A one hour and 43-minute totality. That’s the kind of event that creates gods. Bad horror movies just create naps.
My lack of lunacy didn’t stop me from watching a shitty werewolf movie. I would have watched a good werewolf movie, but good werewolf movies are rarer than full lunar eclipses. They say there are good werewolf movies out there, but that’s just legend. Tall tales told by ancient folk.
I love werewolves, but they don’t seem to translate well to film.
Blood Moon is a 2015 cowboy werewolf movie. Outlaws versus lawmen versus skinwalkers. The Navajo skinwalker legends have been hot the last few years. Werewolves are passé.
The most interesting thing about this film besides the fact that they got the term “yee naaldlooshii” correct is where it was filmed.
This paranormal Western shoot-em-up was filmed in England. Laredo Wild West Town, Kent, England to be precise.
The mysterious man in the black hat is named Thomas Calhoun, who coincidentally is also the name of a cricketer from Kent in the early 1800s. I guess he moonlit as a demon hunter in between matches.
Besides those interesting quirks, the story was typical in every respect. Hell, it starts with an old man eating beans from a tin plate while a player piano tinkles out an appropriately wild west-sounding ditty.
New Deputy Marshall, his new wife – who is, unknown to him, a former lady of the evening, the saucy woman saloon owner, the mysterious stranger, the outlaw bank-robbing brothers, and a few short-timers who are there just to get killed.
Just add a skinwalker in a bigfoot costume and stir. Now we got us a horror flick!
Since it is a horror film, they all end up stuck in a building while something horrific prowls outside.

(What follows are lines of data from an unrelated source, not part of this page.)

use super::{Command, ConsoleError, LogKind, MissionLog};
use crate::{
    info,
    mission::{MissionController, MissionOutcome, ObserverId, SimRunner},
    mode_control::MissionEvent,
};
use std::{ops::ControlFlow, sync::Arc, time::Duration};
use strum::IntoEnumIterator;
use tokio::{
    io::{AsyncBufRead, AsyncBufReadExt},
    sync::mpsc,
};

/// Interactive command loop in front of a [`MissionController`].
///
/// Status lines reach the console through a channel fed by an observer, so
/// they are printed and logged in the order the mission produced them. While a
/// command executes the background runner is held, afterwards it resumes.
pub struct MissionConsole {
    controller: Arc<MissionController>,
    log: MissionLog,
    tick_interval: Duration,
    runner: Option<SimRunner>,
    observer: ObserverId,
    status_rx: mpsc::UnboundedReceiver<String>,
}

impl MissionConsole {
    pub async fn new(
        controller: Arc<MissionController>,
        log: MissionLog,
        tick_interval: Duration,
    ) -> Self {
        let (status_tx, status_rx) = mpsc::unbounded_channel();
        let observer = controller
            .subscribe(move |status| {
                // closed only once the console is gone
                let _ = status_tx.send(status.to_string());
            })
            .await;
        Self { controller, log, tick_interval, runner: None, observer, status_rx }
    }

    /// Reads commands from `input` until `exit` or end of input.
    pub async fn run<R>(mut self, input: R)
    where R: AsyncBufRead + Unpin {
        let profile = self.controller.profile().to_string();
        let greeting = format!("Mission console started with profile '{profile}'.");
        self.log.record(LogKind::Init, &greeting).await;
        Self::print_banner(&profile);

        let mut lines = input.lines();
        loop {
            tokio::select! {
                biased;
                Some(status) = self.status_rx.recv() => self.on_status(status).await,
                line = lines.next_line() => match line {
                    Ok(Some(line)) => {
                        if self.handle_line(line.trim()).await.is_break() {
                            break;
                        }
                    }
                    Ok(None) => {
                        info!("Input closed.");
                        break;
                    }
                    Err(e) => {
                        let message = format!("Reading input failed: {e}");
                        self.log.record(LogKind::Error, &message).await;
                        break;
                    }
                },
            }
        }
        self.shutdown().await;
    }

    async fn handle_line(&mut self, line: &str) -> ControlFlow<()> {
        if line.is_empty() {
            return ControlFlow::Continue(());
        }
        self.log.record(LogKind::Command, line).await;
        let command = match line.parse::<Command>() {
            Ok(command) => command,
            Err(e) => {
                self.report(&e).await;
                return ControlFlow::Continue(());
            }
        };
        if command == Command::Exit {
            let farewell = "exit received. Simulation terminated by user.";
            self.log.record(LogKind::Command, farewell).await;
            return ControlFlow::Break(());
        }

        if let Some(runner) = &self.runner {
            runner.pause();
        }
        if let Err(e) = self.execute(command).await {
            self.report(&e).await;
        }
        if let Some(runner) = &self.runner {
            runner.resume();
        }
        ControlFlow::Continue(())
    }

    async fn execute(&mut self, command: Command) -> Result<(), ConsoleError> {
        match command {
            Command::StartChecks => self.controller.initiate_checks().await?,
            Command::Launch => {
                self.controller.launch().await?;
                self.stop_runner().await;
                self.runner =
                    Some(SimRunner::start(Arc::clone(&self.controller), self.tick_interval));
            }
            Command::FastForward(secs) => {
                let ticks = self.controller.fast_forward(secs).await?;
                println!("Fast forwarded {ticks}s.");
            }
            Command::Status => {
                let status = self.controller.status().await;
                println!("-> {status}");
                self.log.record(LogKind::Status, &status).await;
            }
            Command::Reset => {
                self.stop_runner().await;
                self.controller.reset().await?;
                println!("Mission reset. Type 'start_checks' to begin.");
                self.log.record(LogKind::Init, "Mission reset.").await;
            }
            Command::Help => Self::print_help(),
            Command::Exit => {}
        }
        Ok(())
    }

    async fn on_status(&mut self, status: String) {
        println!("-> {status}");
        let kind = if status.starts_with(MissionEvent::FuelLeak.to_string().as_str()) {
            LogKind::Warning
        } else {
            LogKind::Status
        };
        self.log.record(kind, &status).await;
        if MissionOutcome::is_terminal_status(&status) {
            self.stop_runner().await;
            println!("Mission ended. Type 'reset' to fly again or 'exit' to quit.");
        }
    }

    async fn report(&mut self, e: &ConsoleError) {
        println!("!!! {e}");
        self.log.record(LogKind::Error, &e.to_string()).await;
    }

    async fn stop_runner(&mut self) {
        if let Some(runner) = self.runner.take() {
            runner.stop();
            runner.join().await;
        }
    }

    async fn shutdown(&mut self) {
        self.stop_runner().await;
        self.controller.unsubscribe(self.observer).await;
        while let Ok(status) = self.status_rx.try_recv() {
            self.on_status(status).await;
        }
        println!("Simulation terminated. See '{}' for the mission log.", self.log.path().display());
    }

    fn print_banner(profile: &str) {
        println!("\n--- Rocket Launch Simulator ({profile} profile) ---");
        Self::print_help();
    }

    fn print_help() {
        println!("Available commands:");
        for command in Command::iter() {
            println!("  {}", command.usage());
        }
    }
}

I should have just followed along live with people viewing the eclipse.
But, I didn’t.
There was some silver shot out of a shotgun. A twist we all saw coming. And the best performer in this movie, Anna Skellern, didn’t have nearly enough scene to chew and ended up dead by the end.

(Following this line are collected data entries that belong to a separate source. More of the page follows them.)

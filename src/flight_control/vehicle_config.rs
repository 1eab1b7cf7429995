use crate::profile::{ProfileError, VehicleProfile};

/// Immutable physical description of a two-stage vehicle and its mission targets.
///
/// Only constructible from a [`VehicleProfile`] that passed validation, so every
/// value is finite and strictly positive, and both the loaded fuel and the
/// stage 1 structure are lighter than the vehicle at liftoff.
#[derive(Debug, Clone, PartialEq)]
pub struct VehicleConfig {
    initial_mass_kg: f64,
    fuel_mass_kg: f64,
    stage1_dry_mass_kg: f64,
    stage1_thrust_n: f64,
    stage2_thrust_n: f64,
    stage1_burn_rate_kg_s: f64,
    stage2_burn_rate_kg_s: f64,
    stage_separation_altitude_m: f64,
    target_altitude_km: f64,
    target_speed_kmh: f64,
}

impl VehicleConfig {
    pub fn initial_mass_kg(&self) -> f64 { self.initial_mass_kg }
    pub fn fuel_mass_kg(&self) -> f64 { self.fuel_mass_kg }
    pub fn stage1_dry_mass_kg(&self) -> f64 { self.stage1_dry_mass_kg }
    pub fn stage1_burn_rate_kg_s(&self) -> f64 { self.stage1_burn_rate_kg_s }
    pub fn stage2_burn_rate_kg_s(&self) -> f64 { self.stage2_burn_rate_kg_s }
    pub fn stage_separation_altitude_m(&self) -> f64 { self.stage_separation_altitude_m }
    pub fn target_altitude_km(&self) -> f64 { self.target_altitude_km }
    pub fn target_speed_kmh(&self) -> f64 { self.target_speed_kmh }

    /// Structural mass that remains once all fuel is gone and stage 1 is dropped.
    pub fn dry_mass_kg(&self) -> f64 { self.initial_mass_kg - self.fuel_mass_kg }

    /// Thrust delivered while `stage` is burning. Nothing burns on the pad.
    pub fn thrust_for(&self, stage: u8) -> f64 {
        match stage {
            1 => self.stage1_thrust_n,
            2 => self.stage2_thrust_n,
            _ => 0.0,
        }
    }
}

impl TryFrom<&VehicleProfile> for VehicleConfig {
    type Error = ProfileError;

    fn try_from(p: &VehicleProfile) -> Result<Self, Self::Error> {
        let positives = [
            ("initial_mass_kg", p.initial_mass_kg),
            ("fuel_mass_kg", p.fuel_mass_kg),
            ("stage1_dry_mass_kg", p.stage1_dry_mass_kg),
            ("stage1_thrust_n", p.stage1_thrust_n),
            ("stage2_thrust_n", p.stage2_thrust_n),
            ("stage1_burn_rate_kg_s", p.stage1_burn_rate_kg_s),
            ("stage2_burn_rate_kg_s", p.stage2_burn_rate_kg_s),
            ("stage_separation_altitude_m", p.stage_separation_altitude_m),
            ("target_altitude_km", p.target_altitude_km),
            ("target_speed_kmh", p.target_speed_kmh),
        ];
        if let Some((key, val)) = positives.iter().find(|(_, v)| !v.is_finite() || *v <= 0.0) {
            return Err(ProfileError::Invalid(format!("{key} must be positive, got {val}")));
        }
        if p.fuel_mass_kg >= p.initial_mass_kg {
            return Err(ProfileError::Invalid(String::from(
                "fuel_mass_kg must be less than initial_mass_kg",
            )));
        }
        if p.stage1_dry_mass_kg >= p.initial_mass_kg {
            return Err(ProfileError::Invalid(String::from(
                "stage1_dry_mass_kg must be less than initial_mass_kg",
            )));
        }
        Ok(Self {
            initial_mass_kg: p.initial_mass_kg,
            fuel_mass_kg: p.fuel_mass_kg,
            stage1_dry_mass_kg: p.stage1_dry_mass_kg,
            stage1_thrust_n: p.stage1_thrust_n,
            stage2_thrust_n: p.stage2_thrust_n,
            stage1_burn_rate_kg_s: p.stage1_burn_rate_kg_s,
            stage2_burn_rate_kg_s: p.stage2_burn_rate_kg_s,
            stage_separation_altitude_m: p.stage_separation_altitude_m,
            target_altitude_km: p.target_altitude_km,
            target_speed_kmh: p.target_speed_kmh,
        })
    }
}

Despite the translation of the Navajo term, the skinwalker didn’t actually walk on all fours. Frankly, it wasn’t much of a foe. It was ugly and I bet its wet, muddy pelt smelled like Satan’s bunghole, but it wasn’t a skilled killer.
Ah, well, it’s over now. I can go back to watching shark movies.
I know that hurt, but we always have symphonic metal bands to make things, if not better, at least louder.